Friday, March 15, 2019

Right Wing Terror Goes Global


Islamic terrorists have used the Internet for recruitment and the dissemination of their toxic hatred.  Now, it appears the same phenomenon is taking place with far right and white supremacy.  How else to explain the horrific murder of 49 at a mosque in New Zealand, hardly a nation known for racial strife and a flood of non-white immigrants.  The Washington Post looks at the slaughter:
Forty-nine people are dead and scores more are injured after a heavily armed gunman clad in military-style gear opened fire during prayers at a mosque in the center of Christchurch, New Zealand, on Friday. A second mosque was also targeted in what Prime Minister Jacinda Ardern called a well-planned “terrorist attack,” making for “one of New Zealand’s darkest days.”
Authorities said they had four people in custody — three men and one woman — but later clarified that only three were believed to have been involved in the violence. One man in his late 20s, whom the authorities declined to name, was charged with murder and was expected to appear in court on Saturday morning. The suspects had not been on security watch lists, officials said.
New Zealand Police Commissioner Mike Bush said 41 people were killed at Al Noor Mosque on Deans Road, opposite a large downtown park. Seven more were fatally shot about three miles away at a mosque in Linwood, an inner suburb of Christchurch, and another person died at the hospital.
Health officials said 48 patients, including both young children and adults, were being treated for gunshot wounds at Christchurch Hospital, while additional victims were seeking medical treatment elsewhere.

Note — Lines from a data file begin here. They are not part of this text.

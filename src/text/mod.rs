//! Font loading and marketing-text layout

pub mod font;
pub mod layout;

pub use font::FontLibrary;
pub use layout::{LineSize, TextBlockMetrics};
use thiserror::Error;

/// Main error type for the Mockup-Forge library
#[derive(Error, Debug)]
pub enum ForgeError {
    #[error("Asset error: {0}")]
    Asset(#[from] AssetError),

    #[error("Text rendering error: {0}")]
    Text(#[from] TextError),

    #[error("Mockup composition error: {0}")]
    Mockup(#[from] MockupError),

    #[error("Icon editing error: {0}")]
    Icon(#[from] IconError),

    #[error("Configuration error: {0}")]
    Config(#[from] ConfigError),

    #[error("Image codec error: {0}")]
    Image(#[from] image::ImageError),

    #[error("IO error: {0}")]
    Io(#[from] std::io::Error),
}

/// Errors raised while loading, saving or manipulating raster assets
#[derive(Error, Debug)]
pub enum AssetError {
    #[error("Failed to load image: {path}")]
    LoadFailed { path: String },

    #[error("Failed to save image: {path}")]
    SaveFailed { path: String },

    #[error("Invalid region: {details}")]
    InvalidRegion { details: String },

    #[error("Region {left},{top}..{right},{bottom} exceeds image bounds {width}x{height}")]
    RegionOutOfBounds {
        left: u32,
        top: u32,
        right: u32,
        bottom: u32,
        width: u32,
        height: u32,
    },
}

/// Font loading and text layout errors
#[derive(Error, Debug)]
pub enum TextError {
    #[error("No usable font among {candidates} candidate path(s)")]
    NoUsableFont { candidates: usize },

    #[error("Failed to parse font file: {path}")]
    FontParseFailed { path: String },
}

/// Errors specific to store-listing mockup composition
#[derive(Error, Debug)]
pub enum MockupError {
    #[error("No screenshots found in directory: {path}")]
    NoScreenshotsFound { path: String },

    #[error("No configured slide matched a screenshot in: {path}")]
    NoSlidesMatched { path: String },

    #[error("Output generation failed: {reason}")]
    OutputFailed { reason: String },
}

/// Errors specific to icon arrow repositioning
#[derive(Error, Debug)]
pub enum IconError {
    #[error("Image {width}x{height} too small for arrow region")]
    DegenerateRegion { width: u32, height: u32 },

    #[error("No icons processed in directory: {path}")]
    NothingProcessed { path: String },
}

/// Configuration-specific errors
#[derive(Error, Debug)]
pub enum ConfigError {
    #[error("Failed to parse configuration file: {path}")]
    ParseFailed { path: String },

    #[error("Invalid configuration value: {key} = {value}")]
    InvalidValue { key: String, value: String },

    #[error("Configuration file not found: {path}")]
    FileNotFound { path: String },
}

/// Convenience type alias for Results using ForgeError
pub type Result<T> = std::result::Result<T, ForgeError>;

impl ForgeError {
    /// Get a user-friendly error message
    pub fn user_message(&self) -> String {
        match self {
            Self::Asset(AssetError::LoadFailed { path }) => {
                format!("Could not load image '{}'. Please check the file exists and is a supported format.", path)
            }
            Self::Mockup(MockupError::NoScreenshotsFound { path }) => {
                format!("No PNG screenshots found in '{}'.", path)
            }
            Self::Text(TextError::NoUsableFont { .. }) => {
                "No usable font found. Set explicit font paths in the configuration file.".to_string()
            }
            Self::Config(ConfigError::FileNotFound { path }) => {
                format!("Configuration file '{}' not found.", path)
            }
            _ => self.to_string(),
        }
    }
}
use std::path::PathBuf;

use ab_glyph::FontArc;
use tracing::{debug, info, warn};

use crate::config::TextConfig;
use crate::error::{Result, TextError};

/// The pair of fonts used for slide text
///
/// Candidate paths are tried in order and the first file that exists and
/// parses wins. There is deliberately no bitmap fallback: rendering store
/// marketing copy in a stand-in font is worse than failing loudly.
#[derive(Clone)]
pub struct FontLibrary {
    headline: FontArc,
    subheadline: FontArc,
}

impl FontLibrary {
    /// Load fonts from the candidate lists in the text configuration
    pub fn load(config: &TextConfig) -> Result<Self> {
        let headline = first_usable(&config.headline_fonts)?;
        let subheadline = first_usable(&config.subheadline_fonts)?;

        Ok(Self { headline, subheadline })
    }

    pub fn headline(&self) -> &FontArc {
        &self.headline
    }

    pub fn subheadline(&self) -> &FontArc {
        &self.subheadline
    }
}

/// Try candidate font paths in order, returning the first that parses
fn first_usable(candidates: &[PathBuf]) -> Result<FontArc> {
    for path in candidates {
        if !path.exists() {
            debug!("Font candidate not present: {:?}", path);
            continue;
        }

        let bytes = match std::fs::read(path) {
            Ok(bytes) => bytes,
            Err(e) => {
                warn!("Could not read font file {:?}: {}", path, e);
                continue;
            }
        };

        match FontArc::try_from_vec(bytes) {
            Ok(font) => {
                info!("Loaded font: {:?}", path);
                return Ok(font);
            }
            Err(_) => {
                warn!("Could not parse font file: {:?}", path);
            }
        }
    }

    Err(TextError::NoUsableFont {
        candidates: candidates.len(),
    }
    .into())
}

Around 200 family members were at the hospital awaiting news about loved ones.
Portions of the ghastly attack at the downtown mosque were broadcast live on social media by a man who police confirmed had also released a manifesto railing against Muslims and immigrants. The 74-page document states that he was following the example of notorious right-wing extremists, including Dylann Roof, who murdered nine black churchgoers in Charleston, S.C., in 2015.
The manifesto, littered with conspiracy theories about white birthrates and “white genocide,” is the latest sign that a lethal vision of white nationalism has spread internationally. Its title, “The Great Replacement,” echoes the rallying cry of, among others, the torch-bearing protesters who marched in Charlottesville in 2017.
The digital platforms apparently enlisted in the shooting highlight a distinctly 21st-century dimension of mass gun violence — one sure to put more pressure on social media companies already under scrutiny about how they police their services.

An editorial in the New York Times further looks at the toxic poison being spread by far right extremists.  Here are excerpts:

On Friday, a man in his late 20s strapped on a helmet camera, loaded his car with weapons, drove to a mosque in Christchurch, New Zealand and began shooting at anyone who came into his line of vision. He broadcast the act of mass terror live for the world to watch on social media.
A 17-minute video of a portion of the attack, which leapt across the internet faster than social media censors could remove it, is one of the most disturbing, high-definition records of a mass casualty attack of the digital age — a grotesque first-person-shooter-like record of man’s capacity for inhumanity.
Videos of attacks are designed to amplify the terror, of course. But what makes this atrocity “an extraordinary and unprecedented act of violence,” as Prime Minister Jacinda Ardern described it, is both the methodical nature in which the massacre was conducted and how it was apparently engineered for maximum virality.
[T]he Christchurch shooting feels different, in part due to its perpetrator’s apparent familiarity with the darkest corners of the internet. The recording contains numerous references to online and meme culture, including name-checking a prominent YouTube personality shortly before beginning the attack.
The digital trail the shooter left behind appears to depict a white supremacist motivation for the attack. There is much, at this early date, that is unknown despite what’s been posted online. The 87-page manifesto, for instance, is filled with layers of ironic, self-referential commentary, apparently written to specifically enrage the communities that appear to have helped radicalize the gunman in the first place.
As terrifying as the violence itself is how well the online community worked in the gunman’s favor and the sinking notion that this may be our new reality. Not only has conspiratorial hate spread from the internet to real life, it’s also weaponized to go viral.


Meanwhile, here in the USA we have an occupant of the White House who fans white supremacist hate, rage and resentment daily. Will something like this soon happen in America with ts ridiculous gun culture?  Be very afraid. 

1 comment:

Sixpence Notthewiser said...

Cheeto was an inspiration for the terrorist. Enough said.